In a room full of strangers during her first week at Arizona State University, Aimee Yates quickly calculated the answer to a hefty request from her new professor: share a secret.
After quitting her job of 12 years at a local grocery store, Ms. Yates was partaking in a team-building exercise at weekend class for future educators.
“What the heck,” Ms. Yates thought to herself as classmates tossed a ball of yarn from student to student sharing intimate memories and feelings.
“I’m either going to sink or swim in college — I might as well tell somebody — you know, we’re all swearing that no one’s going to say a word. I’m going to say it,” Ms. Yates thought to herself.
“So then I told everybody that I didn’t think I was a smart person, and I carried this all the way through school.”
Years later, Ms. Yates is celebrating the end of her fifth year as an early education teacher in the Scottsdale Unified School District and is a recipient of the 2017 Charro Foundation Education Scholarship.
Support
After getting injured while working in a management position at a grocery store, Ms. Yates returned to her life-long desire to go to college.
“I had always wanted to go back to school but I didn’t think I was smart enough to go to college,” Ms. Yates explained in a March 29 phone interview. “I was held back when I was a child.”
The fears of being a good student stem back to Ms. Yates’s elementary school when uncontrollable circumstances resulted in her class not receiving a proper first grade education.

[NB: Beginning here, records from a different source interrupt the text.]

//! MSB-first bit packing.
//!
//! Fields are written with exactly as many bits as their range needs, so
//! the stream is not byte-aligned between fields. The final byte is
//! zero-padded; readers never look at the padding.

use crate::ProtocolError;

/// Number of bits needed to hold any value in `0..=max`.
pub fn bits_for(max: u64) -> u32 {
    u64::BITS - max.leading_zeros()
}

/// Writes values bit by bit into a growable buffer.
#[derive(Debug, Default)]
pub struct BitWriter {
    bytes: Vec<u8>,
    bit_len: usize,
}

impl BitWriter {
    /// Creates an empty writer.
    pub fn new() -> Self {
        Self::default()
    }

    /// Writes the low `count` bits of `value`, most significant first.
    pub fn write_bits(&mut self, value: u64, count: u32) {
        debug_assert!(count <= u64::BITS);
        for shift in (0..count).rev() {
            self.push_bit((value >> shift) & 1 == 1);
        }
    }

    /// Writes each byte as 8 bits.
    pub fn write_bytes(&mut self, bytes: &[u8]) {
        for &byte in bytes {
            self.write_bits(u64::from(byte), 8);
        }
    }

    /// Number of bits written so far.
    pub fn bit_len(&self) -> usize {
        self.bit_len
    }

    /// Consumes the writer and returns the packed bytes.
    pub fn finish(self) -> Vec<u8> {
        self.bytes
    }

    fn push_bit(&mut self, bit: bool) {
        let offset = self.bit_len % 8;
        if offset == 0 {
            self.bytes.push(0);
        }
        if bit {
            if let Some(last) = self.bytes.last_mut() {
                *last |= 0x80 >> offset;
            }
        }
        self.bit_len += 1;
    }
}

/// Reads values bit by bit from a borrowed buffer.
#[derive(Debug)]
pub struct BitReader<'a> {
    data: &'a [u8],
    pos: usize,
}

impl<'a> BitReader<'a> {
    /// Creates a reader positioned at the first bit of `data`.
    pub fn new(data: &'a [u8]) -> Self {
        Self { data, pos: 0 }
    }

    /// Bits left before the end of the buffer (padding included).
    pub fn remaining_bits(&self) -> usize {
        self.data.len() * 8 - self.pos
    }

    /// Reads `count` bits as an unsigned value, most significant first.
    ///
    /// # Errors
    /// Returns [`ProtocolError::Truncated`] if fewer than `count` bits
    /// remain. Nothing is consumed in that case.
    pub fn read_bits(&mut self, count: u32) -> Result<u64, ProtocolError> {
        debug_assert!(count <= u64::BITS);
        let remaining = self.remaining_bits();
        if count as usize > remaining {
            return Err(ProtocolError::Truncated {
                needed: count,
                remaining,
            });
        }
        let mut value = 0u64;
        for _ in 0..count {
            let byte = self.data[self.pos / 8];
            let bit = (byte >> (7 - self.pos % 8)) & 1;
            value = (value << 1) | u64::from(bit);
            self.pos += 1;
        }
        Ok(value)
    }

    /// Reads `len` bytes of 8 bits each.
    ///
    /// # Errors
    /// Returns [`ProtocolError::Truncated`] if the stream ends first.
    pub fn read_bytes(&mut self, len: usize) -> Result<Vec<u8>, ProtocolError> {
        let needed = len * 8;
        let remaining = self.remaining_bits();
        if needed > remaining {
            return Err(ProtocolError::Truncated {
                needed: needed as u32,
                remaining,
            });
        }
        let mut out = Vec::with_capacity(len);
        for _ in 0..len {
            out.push(self.read_bits(8)? as u8);
        }
        Ok(out)
    }
}

#[cfg(test)]
mod tests {
    use super::*;

    #[test]
    fn test_bits_for_ranges() {
        assert_eq!(bits_for(0), 0);
        assert_eq!(bits_for(1), 1);
        assert_eq!(bits_for(4), 3);
        assert_eq!(bits_for(32), 6);
        assert_eq!(bits_for(128), 8);
    }

    #[test]
    fn test_writer_packs_msb_first() {
        let mut w = BitWriter::new();
        w.write_bits(0b101, 3);
        w.write_bits(0b1, 1);
        assert_eq!(w.bit_len(), 4);
        assert_eq!(w.finish(), vec![0b1011_0000]);
    }

    #[test]
    fn test_writer_spans_byte_boundary() {
        let mut w = BitWriter::new();
        w.write_bits(0, 3);
        w.write_bytes(&[0xFF]);
        assert_eq!(w.finish(), vec![0b0001_1111, 0b1110_0000]);
    }

    #[test]
    fn test_reader_reads_back_unaligned_fields() {
        let mut w = BitWriter::new();
        w.write_bits(5, 3);
        w.write_bits(u64::MAX, 64);
        w.write_bytes(b"ok");
        let bytes = w.finish();

        let mut r = BitReader::new(&bytes);
        assert_eq!(r.read_bits(3).unwrap(), 5);
        assert_eq!(r.read_bits(64).unwrap(), u64::MAX);
        assert_eq!(r.read_bytes(2).unwrap(), b"ok");
    }

    #[test]
    fn test_reader_reports_truncation_without_consuming() {
        let mut r = BitReader::new(&[0xAB]);
        let err = r.read_bits(9).unwrap_err();
        assert!(matches!(
            err,
            ProtocolError::Truncated { needed: 9, remaining: 8 }
        ));
        assert_eq!(r.remaining_bits(), 8);
        assert_eq!(r.read_bits(8).unwrap(), 0xAB);
    }
}
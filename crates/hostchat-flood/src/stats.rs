//! Per-address flood record.

/// Anti-spam state for one source address.
///
/// All counters floor at zero. A record whose score, timeout, and reset
/// window are all zero carries no information and is dropped by the
/// controller on its next pass.
#[derive(Debug, Clone, Copy, PartialEq, Eq, Default)]
pub struct ClientSpamStats {
    /// Accumulated severity. Decays by 1 per second.
    pub spam_score: u32,
    /// Seconds left in the active timeout.
    pub timeout_seconds: u32,
    /// Length of the next timeout. 0 means the default length.
    pub next_timeout_seconds: u32,
    /// Seconds left before `next_timeout_seconds` is forgotten.
    /// Only counts down while no timeout is active.
    pub timeout_reset_seconds: u32,
}

impl ClientSpamStats {
    /// Applies one elapsed second.
    pub fn advance_second(&mut self) {
        self.spam_score = self.spam_score.saturating_sub(1);
        self.timeout_seconds = self.timeout_seconds.saturating_sub(1);
        if self.timeout_seconds == 0 {
            self.timeout_reset_seconds = self.timeout_reset_seconds.saturating_sub(1);
        }
        if self.timeout_reset_seconds == 0 {
            self.next_timeout_seconds = 0;
        }
    }

    /// Whether the address is serving a timeout.
    pub fn is_timed_out(&self) -> bool {
        self.timeout_seconds > 0
    }

    /// Whether the record can be dropped.
    pub fn is_idle(&self) -> bool {
        self.timeout_seconds == 0 && self.spam_score == 0 && self.timeout_reset_seconds == 0
    }
}
//! Flood filter tunables.

use hostchat_protocol::MAX_MESSAGE_LENGTH;

/// The flood filter's tunable values.
///
/// The relay builds one from its live configuration for every evaluation,
/// so changes take effect on the next message.
#[derive(Debug, Clone, Copy, PartialEq, Eq)]
pub struct FloodPolicy {
    /// Severity of an empty message.
    pub short_score: u32,
    /// Severity of a maximum-length message.
    pub long_score: u32,
    /// Accumulated score at which a timeout starts.
    pub timeout_score: u32,
    /// Length of a first timeout, in seconds.
    pub timeout_seconds: u32,
    /// Seconds without an active timeout before escalation is forgotten.
    pub timeout_reset_seconds: u32,
}

impl Default for FloodPolicy {
    fn default() -> Self {
        Self {
            short_score: 2,
            long_score: 5,
            timeout_score: 10,
            timeout_seconds: 120,
            timeout_reset_seconds: 1800,
        }
    }
}

impl FloodPolicy {
    /// Severity of a message with a `body_len`-byte body.
    ///
    /// Linear between `short_score` and `long_score`, integer floor
    /// division: `short + len * (long + 1 - short) / (MAX + 1)`.
    /// Clamped at zero if `long_score` is configured below `short_score`.
    pub fn severity(&self, body_len: usize) -> u32 {
        let short = i64::from(self.short_score);
        let long = i64::from(self.long_score);
        let len = body_len.min(MAX_MESSAGE_LENGTH) as i64;
        let span = MAX_MESSAGE_LENGTH as i64 + 1;
        let score = short + (len * (long + 1 - short)).div_euclid(span);
        score.clamp(0, i64::from(u32::MAX)) as u32
    }
}
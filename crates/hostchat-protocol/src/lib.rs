//! Wire protocol for hostchat.
//!
//! This crate defines what a chat message is and how it travels:
//!
//! - **Types** ([`ChatMessage`], [`ChatKind`], [`PeerSet`], etc.): the
//!   message variants and the audience specifier used by the relay.
//! - **Bit stream** ([`BitWriter`], [`BitReader`]): MSB-first bit
//!   packing, the primitive the wire format is built on.
//! - **Codec** ([`PacketCodec`] trait, [`ChatCodec`]): the bit-exact
//!   encoding of a `ChatMessage`, whose shape depends on the kind
//!   discriminant.
//! - **Errors** ([`ProtocolError`]): why a packet was malformed.
//!
//! # Architecture
//!
//! ```text
//! Transport (bytes) → Protocol (ChatMessage) → Relay (routing, flood policy)
//! ```

mod bitstream;
mod codec;
mod error;
mod types;

pub use bitstream::{bits_for, BitReader, BitWriter};
pub use codec::{read_message, write_message, ChatCodec, PacketCodec};
pub use error::ProtocolError;
pub use types::{
    BoundedText, ChatKind, ChatMessage, MessageBody, PeerSet, PlayerUid,
    SenderName, MAX_MESSAGE_LENGTH, MAX_SENDER_LENGTH,
};

// Peer addressing is defined by the transport; re-exported so protocol
// users don't need a direct dependency on it.
pub use hostchat_transport::PeerId;
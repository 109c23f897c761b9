//! Relay configuration.

use std::path::PathBuf;

use hostchat_flood::FloodPolicy;
use serde::{Deserialize, Serialize};

use crate::ConfigError;

/// Tunables for the chat relay.
///
/// The relay owns the live copy (see
/// [`ChatRelay::config_mut`](crate::ChatRelay::config_mut)) and reads it on
/// every message, so edits apply to the next submission. Missing fields in
/// a JSON document fall back to the defaults.
#[derive(Debug, Clone, PartialEq, Eq, Serialize, Deserialize)]
#[serde(default)]
pub struct ChatConfig {
    /// Whether the flood filter runs on messages from remote peers.
    pub flood_filter_enabled: bool,

    /// Severity of an empty message.
    pub flood_message_score_short: u32,

    /// Severity of a maximum-length message.
    pub flood_message_score_long: u32,

    /// Accumulated severity that starts a timeout.
    pub flood_timeout_score: u32,

    /// Length of a first timeout, in seconds.
    pub flood_timeout_seconds: u32,

    /// Quiet seconds before timeout escalation is forgotten.
    pub flood_timeout_reset_seconds: u32,

    /// Whether accepted messages are appended to the chat log.
    pub chat_log_enabled: bool,

    /// Where the chat log lives.
    pub chat_log_path: PathBuf,
}

impl Default for ChatConfig {
    fn default() -> Self {
        let flood = FloodPolicy::default();
        Self {
            flood_filter_enabled: true,
            flood_message_score_short: flood.short_score,
            flood_message_score_long: flood.long_score,
            flood_timeout_score: flood.timeout_score,
            flood_timeout_seconds: flood.timeout_seconds,
            flood_timeout_reset_seconds: flood.timeout_reset_seconds,
            chat_log_enabled: true,
            chat_log_path: PathBuf::from("chat.log"),
        }
    }
}

impl ChatConfig {
    /// Parses a config from JSON.
    ///
    /// # Errors
    /// Returns [`ConfigError::Parse`] on malformed JSON or wrongly typed
    /// fields. Unknown fields are ignored.
    pub fn from_json(json: &str) -> Result<Self, ConfigError> {
        Ok(serde_json::from_str(json)?)
    }

    /// The flood filter tunables as of right now.
    pub fn flood_policy(&self) -> FloodPolicy {
        FloodPolicy {
            short_score: self.flood_message_score_short,
            long_score: self.flood_message_score_long,
            timeout_score: self.flood_timeout_score,
            timeout_seconds: self.flood_timeout_seconds,
            timeout_reset_seconds: self.flood_timeout_reset_seconds,
        }
    }
}

#[cfg(test)]
mod tests {
    use super::*;

    #[test]
    fn test_default_config() {
        let config = ChatConfig::default();
        assert!(config.flood_filter_enabled);
        assert_eq!(config.flood_message_score_short, 2);
        assert_eq!(config.flood_message_score_long, 5);
        assert_eq!(config.flood_timeout_score, 10);
        assert_eq!(config.flood_timeout_seconds, 120);
        assert_eq!(config.flood_timeout_reset_seconds, 1800);
        assert!(config.chat_log_enabled);
        assert_eq!(config.chat_log_path, PathBuf::from("chat.log"));
    }

    #[test]
    fn test_from_json_fills_missing_fields_with_defaults() {
        let config = ChatConfig::from_json(
            r#"{ "flood_timeout_seconds": 30, "chat_log_enabled": false }"#,
        )
        .unwrap();

        assert_eq!(config.flood_timeout_seconds, 30);
        assert!(!config.chat_log_enabled);
        assert_eq!(config.flood_timeout_score, 10);
    }

    #[test]
    fn test_from_json_rejects_wrong_types() {
        let result = ChatConfig::from_json(r#"{ "flood_timeout_score": "lots" }"#);
        assert!(matches!(result, Err(ConfigError::Parse(_))));
    }

    #[test]
    fn test_flood_policy_projects_flood_fields() {
        let config = ChatConfig {
            flood_message_score_short: 1,
            flood_message_score_long: 9,
            flood_timeout_score: 50,
            flood_timeout_seconds: 7,
            flood_timeout_reset_seconds: 70,
            ..ChatConfig::default()
        };

        let policy = config.flood_policy();

        assert_eq!(policy.short_score, 1);
        assert_eq!(policy.long_score, 9);
        assert_eq!(policy.timeout_score, 50);
        assert_eq!(policy.timeout_seconds, 7);
        assert_eq!(policy.timeout_reset_seconds, 70);
    }

    #[test]
    fn test_config_json_round_trip() {
        let config = ChatConfig {
            chat_log_path: PathBuf::from("/var/log/chat.log"),
            ..ChatConfig::default()
        };
        let json = serde_json::to_string(&config).unwrap();
        assert_eq!(ChatConfig::from_json(&json).unwrap(), config);
    }
}
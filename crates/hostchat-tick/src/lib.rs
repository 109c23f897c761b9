//! Coarse time keeping for hostchat.
//!
//! Two pieces:
//!
//! - [`SecondClock`] turns arbitrary millisecond deltas into whole seconds,
//!   keeping the remainder. The relay's flood table advances once per
//!   second it reports, so a stalled loop that reports 3 400 ms at once
//!   still gets three decay steps.
//! - [`TickScheduler`] is an optional async driver for embedders that run
//!   on tokio. It wakes at a fixed interval and reports how much time
//!   really passed since the previous wake-up.
//!
//! # Integration
//!
//! ```ignore
//! loop {
//!     tokio::select! {
//!         Some(packet) = inbound.recv() => { relay.receive_packet(packet.from, &packet.data).ok(); }
//!         info = scheduler.wait_for_tick() => { relay.tick(info.elapsed_ms()); }
//!     }
//! }
//! ```

use std::time::Duration;

use tokio::time::{self, Instant};
use tracing::{debug, trace, warn};

// ---------------------------------------------------------------------------
// SecondClock
// ---------------------------------------------------------------------------

/// Accumulates elapsed milliseconds and hands them out in whole seconds.
#[derive(Debug, Clone, Copy, Default, PartialEq, Eq)]
pub struct SecondClock {
    pending_ms: u64,
}

impl SecondClock {
    /// Milliseconds in one clock step.
    pub const STEP_MS: u64 = 1000;

    /// Creates a clock with nothing accumulated.
    pub fn new() -> Self {
        Self::default()
    }

    /// Adds `elapsed_ms` and returns how many whole seconds are now due.
    ///
    /// The sub-second remainder carries over to the next call.
    pub fn advance(&mut self, elapsed_ms: u64) -> u64 {
        self.pending_ms = self.pending_ms.saturating_add(elapsed_ms);
        let seconds = self.pending_ms / Self::STEP_MS;
        self.pending_ms %= Self::STEP_MS;
        seconds
    }

    /// Milliseconds accumulated toward the next second.
    pub fn pending_ms(&self) -> u64 {
        self.pending_ms
    }
}

// ---------------------------------------------------------------------------
// Configuration
// ---------------------------------------------------------------------------

/// Configuration for the tick scheduler.
#[derive(Debug, Clone)]
pub struct TickConfig {
    /// Time between wake-ups. Default: 250 ms.
    pub interval: Duration,
}

impl Default for TickConfig {
    fn default() -> Self {
        Self {
            interval: Duration::from_millis(250),
        }
    }
}

impl TickConfig {
    /// Shortest interval the scheduler accepts.
    pub const MIN_INTERVAL: Duration = Duration::from_millis(1);

    /// Config with a specific interval.
    pub fn with_interval(interval: Duration) -> Self {
        Self { interval }
    }

    /// Raises an interval below [`Self::MIN_INTERVAL`] to the minimum.
    pub fn validated(mut self) -> Self {
        if self.interval < Self::MIN_INTERVAL {
            warn!(
                interval_us = self.interval.as_micros() as u64,
                "tick interval below minimum, clamping"
            );
            self.interval = Self::MIN_INTERVAL;
        }
        self
    }
}

// ---------------------------------------------------------------------------
// Tick info
// ---------------------------------------------------------------------------

/// Returned by [`TickScheduler::wait_for_tick`].
#[derive(Debug, Clone)]
pub struct TickInfo {
    /// Monotonically increasing tick number (starts at 1).
    pub tick: u64,
    /// Real time since the previous tick (or since creation/resume).
    /// Larger than the interval when the loop ran late.
    pub elapsed: Duration,
    /// `true` if the wake-up came more than one interval late.
    pub late: bool,
    whole_ms: u64,
}

impl TickInfo {
    /// Whole milliseconds to feed the relay's clock for this tick.
    ///
    /// The scheduler carries each tick's sub-millisecond remainder into the
    /// next one, so summing this over many ticks tracks real time.
    pub fn elapsed_ms(&self) -> u64 {
        self.whole_ms
    }
}

// ---------------------------------------------------------------------------
// Scheduler
// ---------------------------------------------------------------------------

/// Interval scheduler that reports real elapsed time.
pub struct TickScheduler {
    interval: Duration,
    tick_count: u64,
    next_tick: Instant,
    last_tick: Instant,
    carry: Duration,
    paused: bool,
}

impl TickScheduler {
    /// Creates a scheduler whose first tick is one interval from now.
    pub fn new(config: TickConfig) -> Self {
        let config = config.validated();
        let now = Instant::now();
        debug!(
            interval_ms = config.interval.as_secs_f64() * 1000.0,
            "tick scheduler created"
        );
        Self {
            interval: config.interval,
            tick_count: 0,
            next_tick: now + config.interval,
            last_tick: now,
            carry: Duration::ZERO,
            paused: false,
        }
    }

    /// Creates a scheduler with a specific interval.
    pub fn with_interval(interval: Duration) -> Self {
        Self::new(TickConfig::with_interval(interval))
    }

    /// Waits until the next tick is due.
    ///
    /// While paused this future pends forever; `tokio::select!` keeps
    /// servicing its other branches.
    pub async fn wait_for_tick(&mut self) -> TickInfo {
        if self.paused {
            std::future::pending::<()>().await;
        }

        time::sleep_until(self.next_tick).await;

        let now = Instant::now();
        let elapsed = now.saturating_duration_since(self.last_tick);
        let late = now.saturating_duration_since(self.next_tick) > self.interval;
        if late {
            warn!(
                tick = self.tick_count + 1,
                elapsed_ms = elapsed.as_secs_f64() * 1000.0,
                "tick ran late"
            );
        }

        let owed = elapsed + self.carry;
        let whole_ms = u64::try_from(owed.as_millis()).unwrap_or(u64::MAX);
        self.carry = owed.saturating_sub(Duration::from_millis(whole_ms));

        self.tick_count += 1;
        self.last_tick = now;
        // Schedule from now, not from the missed deadline: the elapsed
        // time already carries whatever was missed.
        self.next_tick = now + self.interval;

        trace!(tick = self.tick_count, late, "tick fired");

        TickInfo {
            tick: self.tick_count,
            elapsed,
            late,
            whole_ms,
        }
    }

    /// Stops ticking until [`resume`](Self::resume). Idempotent.
    pub fn pause(&mut self) {
        if !self.paused {
            self.paused = true;
            debug!(tick = self.tick_count, "tick scheduler paused");
        }
    }

    /// Resumes ticking. Time spent paused is not reported as elapsed.
    pub fn resume(&mut self) {
        if self.paused {
            self.paused = false;
            let now = Instant::now();
            self.last_tick = now;
            self.next_tick = now + self.interval;
            debug!(tick = self.tick_count, "tick scheduler resumed");
        }
    }

    /// Whether the scheduler is paused.
    pub fn is_paused(&self) -> bool {
        self.paused
    }

    /// Ticks fired so far.
    pub fn tick_count(&self) -> u64 {
        self.tick_count
    }

    /// The configured interval.
    pub fn interval(&self) -> Duration {
        self.interval
    }
}

#[cfg(test)]
mod tests {
    use super::*;

    #[test]
    fn test_clock_below_one_second_yields_nothing() {
        let mut clock = SecondClock::new();
        assert_eq!(clock.advance(999), 0);
        assert_eq!(clock.pending_ms(), 999);
    }

    #[test]
    fn test_clock_carries_remainder() {
        let mut clock = SecondClock::new();
        assert_eq!(clock.advance(600), 0);
        assert_eq!(clock.advance(600), 1);
        assert_eq!(clock.pending_ms(), 200);
        assert_eq!(clock.advance(800), 1);
        assert_eq!(clock.pending_ms(), 0);
    }

    #[test]
    fn test_clock_stall_yields_many_seconds() {
        let mut clock = SecondClock::new();
        assert_eq!(clock.advance(3_400), 3);
        assert_eq!(clock.pending_ms(), 400);
    }

    #[test]
    fn test_clock_zero_delta_is_noop() {
        let mut clock = SecondClock::new();
        clock.advance(500);
        assert_eq!(clock.advance(0), 0);
        assert_eq!(clock.pending_ms(), 500);
    }

    #[test]
    fn test_config_clamps_zero_interval() {
        let cfg = TickConfig::with_interval(Duration::ZERO).validated();
        assert_eq!(cfg.interval, TickConfig::MIN_INTERVAL);
    }
}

“It was nothing of my doing — we just didn’t learn the foundation of first grade,” she said.
When she was put into second grade at a new school, it quickly became apparent she wasn’t at the level she should be.
“I kind of carried this cloud above my head that I wasn’t a smart kid. I carried it through elementary, middle and high school,” she said. “I didn’t know what the story was — I thought it was my fault.”
After graduating high school and not succeeding at college the first time, Ms. Yates shied away from furthering her education until receiving support from her brother who had also returned to college.
“My brother had gone back to school late in life and he kept telling me how much support he received,” she said.
“’It’s way different and nobody cares,’ he told me. I thought OK, maybe I can do it.”
A fresh start
After taking one computer class, Ms. Yates who was in her early 30s, quit her job and enrolled full time at Arizona State University.
She was immediately inspired by one of her professors and peers after being encouraged to sign up for a weekend class.
The professor begins the class with a community-builder where a ball of yarn is thrown from person to person, and each time the catcher “tells a secret that nobody knows.”
“So I told everybody that I didn’t think I was a smart person and I carried this all the way through school, and I didn’t know if I was going to make it through college or not,” Ms. Yates recalled.
“I was crying, the class was crying — afterwards my professor came up to me and said ‘that was the best thing that you could have ever said, that’s what’s going to make you a great teacher.’”
She went on to take another class taught by the same professor. That professor encouraged her to write her story down.
“He wanted two pages, and I wrote 10,” she said. “I cried all the way through it, and I e-mailed my paper to my mom, my best friends, my brother.”
Ms. Yates detailed her fears of not being smart enough to be who she truly wanted to be: a teacher, just like her mother.
“I don’t want some kid to fall through the cracks and feel this way for the rest of their life,” she explained. “Because it really effected the course of my life — I chose different things, and different jobs.”
In 2012, Ms. Yates graduated from ASU as a straight-A student, and Summa Cum Laude.
Going for Fold
Now a second-grade teacher at Hohokam Traditional School, Ms. Yates, applied for the Charros scholarship for the second time after not winning a few years ago.
“I thought I’ll try one more time for it,” Ms. Yates.
She was required to write two essays — one on career goals and the other on academic goals.
“My professional goal is to go to college and get my master’s degree, and then learn everything I need to learn to become a principal,” she said.
Upon becoming a teacher, Ms. Yates says she has quickly learned how the world of educational leadership is much more complex than it appears to outsiders.
“I’ve always felt like this is the direction I wanted to go,” she says. “I took an educational leadership course through our district last year. It really, really jumped started me to want to go back and get my master’s.”